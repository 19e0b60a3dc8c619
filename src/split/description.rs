//! Track extraction from free-text descriptions.
//!
//! Works in two passes: every line carrying a timestamp becomes a
//! `(title, start, maybe-end)` entry, then a stitching pass fills each
//! missing end from the following entry's start. The final entry may stay
//! open; the resolver closes it with the source duration.

use crate::ui::prelude::{Level, emit};

use super::chapters::strip_listed_ordinal;
use super::error::ResolveError;
use super::timestamp::{self, Timestamp};
use super::track::PendingTrack;

/// Extract tracks from `description` in order of appearance.
///
/// `source_title` is only used in diagnostics. An empty result means the
/// description carries no timestamps at all.
pub fn extract_tracks(
    description: &str,
    source_title: &str,
) -> Result<Vec<PendingTrack>, ResolveError> {
    let mut entries = scan_lines(description)?;
    strip_shared_numbering(&mut entries);
    strip_shared_performer(&mut entries);
    let tracks = stitch(entries);

    emit(
        Level::Debug,
        "split.description.scanned",
        &format!(
            "Found {} timestamped line(s) in the description of '{}'",
            tracks.len(),
            source_title
        ),
        None,
    );

    Ok(tracks)
}

/// First pass: classify lines and read their timestamps.
fn scan_lines(description: &str) -> Result<Vec<PendingTrack>, ResolveError> {
    let mut entries = Vec::new();

    for (index, line) in description.lines().enumerate() {
        let mut found = timestamp::tokens(line);
        let Some(first) = found.next() else {
            continue;
        };
        let to_error = |source| ResolveError::MalformedTimestamp {
            line: index + 1,
            source,
        };

        let start = first.map_err(to_error)?.timestamp;
        let end = match found.next() {
            Some(second) => Some(second.map_err(to_error)?.timestamp),
            None => None,
        };
        // Later tokens are not boundaries but must still be well formed
        for rest in found {
            rest.map_err(to_error)?;
        }

        let title = title_for(line, entries.len() + 1);
        entries.push(PendingTrack::new(title, start, end));
    }

    Ok(entries)
}

fn title_for(line: &str, position: usize) -> String {
    let title = timestamp::strip_timestamps(line);
    if title.is_empty() {
        format!("Track {position}")
    } else {
        title
    }
}

/// Drop list numbering (`01. `, `2 - `) when every entry carries it.
fn strip_shared_numbering(entries: &mut [PendingTrack]) {
    let Some(stripped) = entries
        .iter()
        .map(|entry| strip_listed_ordinal(&entry.title))
        .collect::<Option<Vec<_>>>()
    else {
        return;
    };

    for (entry, title) in entries.iter_mut().zip(stripped) {
        entry.title = title;
    }
}

/// Drop an `"Artist - "` prefix when every entry shares the same one.
fn strip_shared_performer(entries: &mut [PendingTrack]) {
    if entries.len() < 2 {
        return;
    }

    let mut shared: Option<&str> = None;
    for entry in entries.iter() {
        let Some((performer, rest)) = entry.title.split_once(" - ") else {
            return;
        };
        if rest.trim().is_empty() {
            return;
        }
        match shared {
            None => shared = Some(performer),
            Some(existing) if existing.eq_ignore_ascii_case(performer) => {}
            Some(_) => return,
        }
    }

    for entry in entries.iter_mut() {
        if let Some((_, rest)) = entry.title.split_once(" - ") {
            entry.title = rest.trim().to_string();
        }
    }
}

/// Second pass: every open end takes the next entry's start.
fn stitch(entries: Vec<PendingTrack>) -> Vec<PendingTrack> {
    let next_starts: Vec<Option<Timestamp>> = entries
        .iter()
        .skip(1)
        .map(|entry| Some(entry.start))
        .chain(std::iter::once(None))
        .collect();

    entries
        .into_iter()
        .zip(next_starts)
        .map(|(mut entry, next_start)| {
            if entry.end.is_none() {
                entry.end = next_start;
            }
            entry
        })
        .collect()
}

#[cfg(test)]
mod tests {
    use super::*;

    fn ts(value: &str) -> Timestamp {
        Timestamp::parse(value).unwrap()
    }

    #[test]
    fn single_timestamp_lines_are_stitched_end_to_start() {
        let description = "Artist - Song One 0:00\nArtist - Song Two 3:21\nArtist - Song Three 7:02\n";
        let tracks = extract_tracks(description, "Mix").unwrap();

        assert_eq!(
            tracks,
            vec![
                PendingTrack::new("Song One", ts("0:00"), Some(ts("3:21"))),
                PendingTrack::new("Song Two", ts("3:21"), Some(ts("7:02"))),
                PendingTrack::new("Song Three", ts("7:02"), None),
            ]
        );
    }

    #[test]
    fn lines_without_timestamps_are_skipped() {
        let description = "Thanks for listening!\n\nTracklist:\n0:00 First\nFollow me on socials\n2:30 Second\n";
        let tracks = extract_tracks(description, "Mix").unwrap();
        let titles: Vec<_> = tracks.iter().map(|t| t.title.as_str()).collect();
        assert_eq!(titles, ["First", "Second"]);
        assert_eq!(tracks[0].end, Some(ts("2:30")));
        assert!(tracks[1].end.is_none());
    }

    #[test]
    fn no_timestamps_yield_an_empty_list() {
        let tracks = extract_tracks("Just a description\nwith no times", "Mix").unwrap();
        assert!(tracks.is_empty());
        assert!(extract_tracks("", "Mix").unwrap().is_empty());
    }

    #[test]
    fn second_token_is_an_explicit_end() {
        let description = "0:00 - 3:00 Opening\n3:10 Middle\n5:00 - 6:00 Closing";
        let tracks = extract_tracks(description, "Mix").unwrap();
        assert_eq!(tracks[0].end, Some(ts("3:00")));
        assert_eq!(tracks[1].end, Some(ts("5:00")));
        assert_eq!(tracks[2].end, Some(ts("6:00")));
    }

    #[test]
    fn hour_long_mixes_parse_hours() {
        let description = "58:30 Late Track\n1:04:12 Later Track";
        let tracks = extract_tracks(description, "Mix").unwrap();
        assert_eq!(tracks[0].end, Some(Timestamp::from_secs(3852)));
        assert_eq!(tracks[1].start, Timestamp::from_secs(3852));
    }

    #[test]
    fn ordinal_numbers_are_removed_from_titles() {
        let description = "01. 0:00 Intro\n02. 1:00 Theme";
        let tracks = extract_tracks(description, "Mix").unwrap();
        assert_eq!(tracks[0].title, "Intro");
        assert_eq!(tracks[1].title, "Theme");
    }

    #[test]
    fn leading_numbers_in_titles_are_kept() {
        let description = "99 Luftballons 0:00\n2 Become 1 3:00\n1999 4:00";
        let tracks = extract_tracks(description, "Mix").unwrap();
        let titles: Vec<_> = tracks.iter().map(|t| t.title.as_str()).collect();
        assert_eq!(titles, ["99 Luftballons", "2 Become 1", "1999"]);
    }

    #[test]
    fn numbering_is_kept_unless_every_line_has_it() {
        let description = "1. 0:00 Intro\n2 Become 1 3:00";
        let tracks = extract_tracks(description, "Mix").unwrap();
        assert_eq!(tracks[0].title, "1. Intro");
        assert_eq!(tracks[1].title, "2 Become 1");
    }

    #[test]
    fn bare_timestamp_lines_get_positional_titles() {
        let tracks = extract_tracks("0:00\n1:00 Named", "Mix").unwrap();
        assert_eq!(tracks[0].title, "Track 1");
        assert_eq!(tracks[1].title, "Named");
    }

    #[test]
    fn differing_performers_are_kept() {
        let description = "Alpha - One 0:00\nBeta - Two 1:00";
        let tracks = extract_tracks(description, "Mix").unwrap();
        assert_eq!(tracks[0].title, "Alpha - One");
        assert_eq!(tracks[1].title, "Beta - Two");
    }

    #[test]
    fn single_entry_keeps_its_performer() {
        let tracks = extract_tracks("Alpha - One 0:00", "Mix").unwrap();
        assert_eq!(tracks[0].title, "Alpha - One");
    }

    #[test]
    fn malformed_token_reports_its_line() {
        let err = extract_tracks("0:00 Fine\n3:75 Broken", "Mix").unwrap_err();
        assert!(matches!(err, ResolveError::MalformedTimestamp { line: 2, .. }));
    }

    #[test]
    fn dash_separated_format_is_understood() {
        let description = "Opening - 00:00\nClosing - 04:10";
        let tracks = extract_tracks(description, "Mix").unwrap();
        assert_eq!(tracks[0].title, "Opening");
        assert_eq!(tracks[0].end, Some(ts("4:10")));
        assert_eq!(tracks[1].title, "Closing");
    }
}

= = = =

__Assigned task__
In the material above, transcribe exactly the lines beginning at the one with "use super::error::ResolveError;" and ending at the one with "let mut entries = Vec::new();", both included.

__Solved problem__
use super::error::ResolveError;
use super::timestamp::{self, Timestamp};
use super::track::PendingTrack;

/// Extract tracks from `description` in order of appearance.
///
/// `source_title` is only used in diagnostics. An empty result means the
/// description carries no timestamps at all.
pub fn extract_tracks(
    description: &str,
    source_title: &str,
) -> Result<Vec<PendingTrack>, ResolveError> {
    let mut entries = scan_lines(description)?;
    strip_shared_numbering(&mut entries);
    strip_shared_performer(&mut entries);
    let tracks = stitch(entries);

    emit(
        Level::Debug,
        "split.description.scanned",
        &format!(
            "Found {} timestamped line(s) in the description of '{}'",
            tracks.len(),
            source_title
        ),
        None,
    );

    Ok(tracks)
}

/// First pass: classify lines and read their timestamps.
fn scan_lines(description: &str) -> Result<Vec<PendingTrack>, ResolveError> {
    let mut entries = Vec::new();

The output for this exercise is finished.